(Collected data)
*** Block opens ***
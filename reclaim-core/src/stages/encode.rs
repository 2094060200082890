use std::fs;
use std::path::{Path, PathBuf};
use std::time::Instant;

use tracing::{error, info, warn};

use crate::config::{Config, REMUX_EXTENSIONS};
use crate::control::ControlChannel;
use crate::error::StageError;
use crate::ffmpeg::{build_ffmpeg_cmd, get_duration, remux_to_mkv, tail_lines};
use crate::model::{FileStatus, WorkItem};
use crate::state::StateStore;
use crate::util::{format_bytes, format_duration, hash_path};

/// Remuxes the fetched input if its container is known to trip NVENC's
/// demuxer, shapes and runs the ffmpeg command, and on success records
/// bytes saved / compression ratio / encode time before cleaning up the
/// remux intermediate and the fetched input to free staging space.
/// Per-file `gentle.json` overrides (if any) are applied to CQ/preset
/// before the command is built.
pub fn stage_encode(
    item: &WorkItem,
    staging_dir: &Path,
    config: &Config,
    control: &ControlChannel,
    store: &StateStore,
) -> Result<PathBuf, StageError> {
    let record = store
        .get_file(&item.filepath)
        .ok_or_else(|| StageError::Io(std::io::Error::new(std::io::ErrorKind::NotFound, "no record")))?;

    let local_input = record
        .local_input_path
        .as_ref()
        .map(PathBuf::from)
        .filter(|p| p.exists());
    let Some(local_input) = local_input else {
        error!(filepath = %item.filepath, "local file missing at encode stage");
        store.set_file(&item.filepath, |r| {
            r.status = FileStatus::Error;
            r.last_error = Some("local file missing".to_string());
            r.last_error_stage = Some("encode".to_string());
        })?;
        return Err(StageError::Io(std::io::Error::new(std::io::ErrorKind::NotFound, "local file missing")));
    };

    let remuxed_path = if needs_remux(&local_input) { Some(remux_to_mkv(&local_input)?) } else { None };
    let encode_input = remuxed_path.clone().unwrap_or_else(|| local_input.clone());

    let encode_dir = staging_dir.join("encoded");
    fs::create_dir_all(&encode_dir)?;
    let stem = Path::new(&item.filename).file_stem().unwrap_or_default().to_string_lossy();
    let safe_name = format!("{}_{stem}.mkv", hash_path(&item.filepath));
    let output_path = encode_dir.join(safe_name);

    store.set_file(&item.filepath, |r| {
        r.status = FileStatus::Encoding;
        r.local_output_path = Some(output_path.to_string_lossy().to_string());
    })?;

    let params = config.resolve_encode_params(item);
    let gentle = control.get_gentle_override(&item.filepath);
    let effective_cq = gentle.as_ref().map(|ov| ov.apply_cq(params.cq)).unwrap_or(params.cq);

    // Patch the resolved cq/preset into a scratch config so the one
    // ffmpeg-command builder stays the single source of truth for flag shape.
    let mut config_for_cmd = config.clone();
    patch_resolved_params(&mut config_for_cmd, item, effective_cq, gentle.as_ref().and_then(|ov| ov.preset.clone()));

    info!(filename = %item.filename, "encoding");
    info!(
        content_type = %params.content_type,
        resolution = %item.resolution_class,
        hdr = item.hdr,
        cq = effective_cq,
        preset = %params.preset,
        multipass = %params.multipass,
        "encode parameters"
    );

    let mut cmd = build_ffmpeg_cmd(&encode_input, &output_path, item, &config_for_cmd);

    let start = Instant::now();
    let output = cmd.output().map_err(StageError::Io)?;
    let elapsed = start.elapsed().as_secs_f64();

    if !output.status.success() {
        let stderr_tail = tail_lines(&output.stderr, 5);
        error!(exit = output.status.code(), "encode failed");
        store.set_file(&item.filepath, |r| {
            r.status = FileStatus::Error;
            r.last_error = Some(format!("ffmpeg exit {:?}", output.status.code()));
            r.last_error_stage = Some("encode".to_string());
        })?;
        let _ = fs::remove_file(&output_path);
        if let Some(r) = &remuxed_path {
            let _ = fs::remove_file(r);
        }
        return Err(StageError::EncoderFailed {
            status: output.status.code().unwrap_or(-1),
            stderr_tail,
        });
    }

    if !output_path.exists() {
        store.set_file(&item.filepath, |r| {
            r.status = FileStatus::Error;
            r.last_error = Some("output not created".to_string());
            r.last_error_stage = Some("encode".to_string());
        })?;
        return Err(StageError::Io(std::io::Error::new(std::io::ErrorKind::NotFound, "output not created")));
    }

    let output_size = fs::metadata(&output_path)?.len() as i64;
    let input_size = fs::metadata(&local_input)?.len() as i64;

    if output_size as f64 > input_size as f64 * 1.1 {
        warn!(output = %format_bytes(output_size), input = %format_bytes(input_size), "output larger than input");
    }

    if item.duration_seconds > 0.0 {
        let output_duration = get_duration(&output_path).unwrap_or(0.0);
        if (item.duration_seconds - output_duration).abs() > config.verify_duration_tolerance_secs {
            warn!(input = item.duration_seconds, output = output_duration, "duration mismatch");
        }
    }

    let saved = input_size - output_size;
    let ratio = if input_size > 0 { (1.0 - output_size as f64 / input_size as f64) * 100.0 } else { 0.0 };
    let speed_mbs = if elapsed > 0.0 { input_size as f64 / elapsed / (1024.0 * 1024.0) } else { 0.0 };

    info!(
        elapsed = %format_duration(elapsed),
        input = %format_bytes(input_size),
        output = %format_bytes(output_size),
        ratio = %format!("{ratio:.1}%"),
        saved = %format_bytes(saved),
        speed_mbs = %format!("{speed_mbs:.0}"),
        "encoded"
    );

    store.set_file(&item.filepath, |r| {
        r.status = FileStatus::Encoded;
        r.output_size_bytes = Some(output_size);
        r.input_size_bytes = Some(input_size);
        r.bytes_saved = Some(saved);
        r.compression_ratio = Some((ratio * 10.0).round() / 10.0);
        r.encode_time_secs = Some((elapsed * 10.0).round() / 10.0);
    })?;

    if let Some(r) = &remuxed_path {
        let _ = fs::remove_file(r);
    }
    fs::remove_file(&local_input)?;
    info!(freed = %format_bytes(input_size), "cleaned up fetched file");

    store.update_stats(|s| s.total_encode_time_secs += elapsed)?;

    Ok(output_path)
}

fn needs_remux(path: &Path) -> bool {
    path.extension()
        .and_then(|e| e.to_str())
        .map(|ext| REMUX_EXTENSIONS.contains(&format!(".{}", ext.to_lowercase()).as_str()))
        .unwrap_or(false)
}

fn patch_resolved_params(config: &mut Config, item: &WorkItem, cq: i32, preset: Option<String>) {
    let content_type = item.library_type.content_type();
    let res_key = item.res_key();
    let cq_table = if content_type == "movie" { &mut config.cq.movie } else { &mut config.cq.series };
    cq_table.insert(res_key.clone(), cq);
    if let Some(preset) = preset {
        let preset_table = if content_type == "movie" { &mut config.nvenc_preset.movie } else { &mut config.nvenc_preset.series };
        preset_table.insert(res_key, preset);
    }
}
*** Block closes ***
*** Block opens ***
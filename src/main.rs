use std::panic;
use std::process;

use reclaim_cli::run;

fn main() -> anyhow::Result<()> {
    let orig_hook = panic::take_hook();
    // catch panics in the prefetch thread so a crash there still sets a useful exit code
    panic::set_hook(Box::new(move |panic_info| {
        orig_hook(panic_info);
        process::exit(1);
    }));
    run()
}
*** Block closes ***
Goal of the exercise — Reprint exactly the lines above that start at the one with "filename reclaim-core/src/stages/encode.rs" and end at the one with "let output_path = encode_dir.join(safe_name);", keeping both and adding none.

Result —
filename reclaim-core/src/stages/encode.rs
repository 2094060200082890
use std::fs;
use std::path::{Path, PathBuf};
use std::time::Instant;

use tracing::{error, info, warn};

use crate::config::{Config, REMUX_EXTENSIONS};
use crate::control::ControlChannel;
use crate::error::StageError;
use crate::ffmpeg::{build_ffmpeg_cmd, get_duration, remux_to_mkv, tail_lines};
use crate::model::{FileStatus, WorkItem};
use crate::state::StateStore;
use crate::util::{format_bytes, format_duration, hash_path};

/// Remuxes the fetched input if its container is known to trip NVENC's
/// demuxer, shapes and runs the ffmpeg command, and on success records
/// bytes saved / compression ratio / encode time before cleaning up the
/// remux intermediate and the fetched input to free staging space.
/// Per-file `gentle.json` overrides (if any) are applied to CQ/preset
/// before the command is built.
pub fn stage_encode(
    item: &WorkItem,
    staging_dir: &Path,
    config: &Config,
    control: &ControlChannel,
    store: &StateStore,
) -> Result<PathBuf, StageError> {
    let record = store
        .get_file(&item.filepath)
        .ok_or_else(|| StageError::Io(std::io::Error::new(std::io::ErrorKind::NotFound, "no record")))?;

    let local_input = record
        .local_input_path
        .as_ref()
        .map(PathBuf::from)
        .filter(|p| p.exists());
    let Some(local_input) = local_input else {
        error!(filepath = %item.filepath, "local file missing at encode stage");
        store.set_file(&item.filepath, |r| {
            r.status = FileStatus::Error;
            r.last_error = Some("local file missing".to_string());
            r.last_error_stage = Some("encode".to_string());
        })?;
        return Err(StageError::Io(std::io::Error::new(std::io::ErrorKind::NotFound, "local file missing")));
    };

    let remuxed_path = if needs_remux(&local_input) { Some(remux_to_mkv(&local_input)?) } else { None };
    let encode_input = remuxed_path.clone().unwrap_or_else(|| local_input.clone());

    let encode_dir = staging_dir.join("encoded");
    fs::create_dir_all(&encode_dir)?;
    let stem = Path::new(&item.filename).file_stem().unwrap_or_default().to_string_lossy();
    let safe_name = format!("{}_{stem}.mkv", hash_path(&item.filepath));
    let output_path = encode_dir.join(safe_name);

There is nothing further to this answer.